[rrd-users] Empty sections in AREA on graph, but values in database
Simon Hobson
linux at thehobsons.co.uk
Thu Aug 28 12:07:36 CEST 2014
Thomas Brinkmann <thomas.brinkmann at email.de> wrote:
> this is working :-)
Good news
> so this must really be a internal math and rounding issue.
I'm thinking that unless your graph has *exactly* one pixel per data point, then there is data manipulation going on. Say a pixel takes in a little over a data point - lets say 1.27 data points/pixel, and for simplicity, we'll say the start point is the same so only "one end" is subject to calculation.
Assume both data points contain exactly 1.0, the calculation would be :
x=(1/1.27) + ( (0.27*1)/1.27) or x=( 1 + (0.27*1) )/1.27
In practice, the start of the pixel probably doesn't line up with the start of the data point, so the calculation is more likely to be something like :
x=( (0.15*1) + 1 + (0.12*1) )/1.27
Since the maths is done with finite precision, you can now see why even feeding in a steady stream of "exactly 1.0", you might not get out exactly 1.00000000000000. More importantly, you might get out something which (after truncation/rounding) displays as 1.0000000 but which does not (internally) equate to 1.0
I recall (cough) years ago when first learning about computers and programming, the teacher showed the effects of limited precisions very simply.
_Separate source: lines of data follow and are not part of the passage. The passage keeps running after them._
use crate::context::Context;
use crate::entity::Entity;
use crate::error::CoreError;
use crate::ids::ClientId;
use std::collections::HashMap;
use std::sync::Arc;
use tokio::sync::RwLock;
use tracing::{debug, info};

/// Registry of live entities keyed by token, the surface the transport
/// layer calls into. Reads stay concurrent during high-rate location
/// ingest; only session creation and the expiry sweep take the write lock.
pub struct Endpoint {
    ctx: Arc<dyn Context>,
    entities: RwLock<HashMap<String, Arc<Entity>>>,
}

impl Endpoint {
    pub fn new(ctx: Arc<dyn Context>) -> Arc<Self> {
        Arc::new(Endpoint {
            ctx,
            entities: RwLock::new(HashMap::new()),
        })
    }

    pub fn ctx(&self) -> &Arc<dyn Context> {
        &self.ctx
    }

    /// Create a session: mint a token, resolve it back as a sanity check,
    /// allocate the entity and register it.
    pub async fn create_entity(
        &self,
        client_id: ClientId,
        user_agent: u8,
    ) -> Result<Arc<Entity>, CoreError> {
        let token_id = self.ctx.create_token(client_id).await?;
        let entity = self.ctx.clone().create_entity(token_id, user_agent).await?;

        self.entities
            .write()
            .await
            .insert(token_id.to_string(), entity.clone());
        info!("session created: client={client_id} token={token_id}");
        Ok(entity)
    }

    /// Look up the entity behind a token string.
    pub async fn get_entity(&self, token: &str) -> Result<Arc<Entity>, CoreError> {
        self.entities
            .read()
            .await
            .get(token)
            .cloned()
            .ok_or_else(|| CoreError::NotFound(token.to_string()))
    }

    pub async fn entity_count(&self) -> usize {
        self.entities.read().await.len()
    }

    /// Drop every entity whose session token has lapsed, stopping its
    /// driver on the way out.
    pub async fn cleanup(&self) {
        let snapshot: Vec<(String, Arc<Entity>)> = self
            .entities
            .read()
            .await
            .iter()
            .map(|(token, entity)| (token.clone(), entity.clone()))
            .collect();

        let mut lapsed = Vec::new();
        for (token, entity) in snapshot {
            if self.ctx.topology().entity_expired(entity.token_id()).await {
                lapsed.push(token);
            }
        }
        if lapsed.is_empty() {
            return;
        }

        let mut entities = self.entities.write().await;
        for token in lapsed {
            if let Some(entity) = entities.remove(&token) {
                entity.subscription().stop();
                debug!("expired session removed: token={token}");
            }
        }
    }

    /// Periodic expiry sweep.
    pub fn spawn_cleaner(self: &Arc<Self>, period: std::time::Duration) -> tokio::task::JoinHandle<()> {
        let endpoint = self.clone();
        tokio::spawn(async move {
            let mut interval = tokio::time::interval(period);
            interval.tick().await; // the first tick is immediate
            loop {
                interval.tick().await;
                endpoint.cleanup().await;
            }
        })
    }
}

#[cfg(test)]
mod tests {
    use super::*;
    use crate::testutil::test_context;
    use tokio::time::Duration;

    #[tokio::test]
    async fn create_then_get_round_trips() {
        let (ctx, _bus) = test_context().await;
        let endpoint = Endpoint::new(ctx);
        let client = ClientId::random();

        let entity = endpoint.create_entity(client, 0).await.unwrap();
        assert_eq!(entity.client_id(), client);

        let fetched = endpoint
            .get_entity(&entity.token_id().to_string())
            .await
            .unwrap();
        assert!(Arc::ptr_eq(&entity, &fetched));
    }

    #[tokio::test]
    async fn unknown_token_is_not_found() {
        let (ctx, _bus) = test_context().await;
        let endpoint = Endpoint::new(ctx);
        assert!(matches!(
            endpoint.get_entity("no-such-token").await,
            Err(CoreError::NotFound(_))
        ));
    }

    #[tokio::test(start_paused = true)]
    async fn cleanup_removes_lapsed_sessions() {
        let (ctx, _bus) = crate::testutil::test_context_with_ttl(1).await;
        let endpoint = Endpoint::new(ctx);

        let entity = endpoint.create_entity(ClientId::random(), 0).await.unwrap();
        let token = entity.token_id().to_string();

        endpoint.cleanup().await;
        assert_eq!(endpoint.entity_count().await, 1);

        tokio::time::advance(Duration::from_secs(2)).await;
        endpoint.cleanup().await;
        assert_eq!(endpoint.entity_count().await, 0);
        assert!(endpoint.get_entity(&token).await.is_err());
    }
}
This was in the days of BASIC, and we were told to write a short loop to count from 0 to 1 in steps of 1/100 (or something like that). Of course we all did :
for a = 0 to 1 step 0.01
print a
next a
Needless to say, at some point we ended up with rounding errors and the final value was not 1 but typically something like 0.99999999. The simple reason being that decimal fractions (other than 0.5, 0.25, 0.125, and so on) don't have an *exact* representation in binary floating point. While iterating multiple times, these errors accumulate.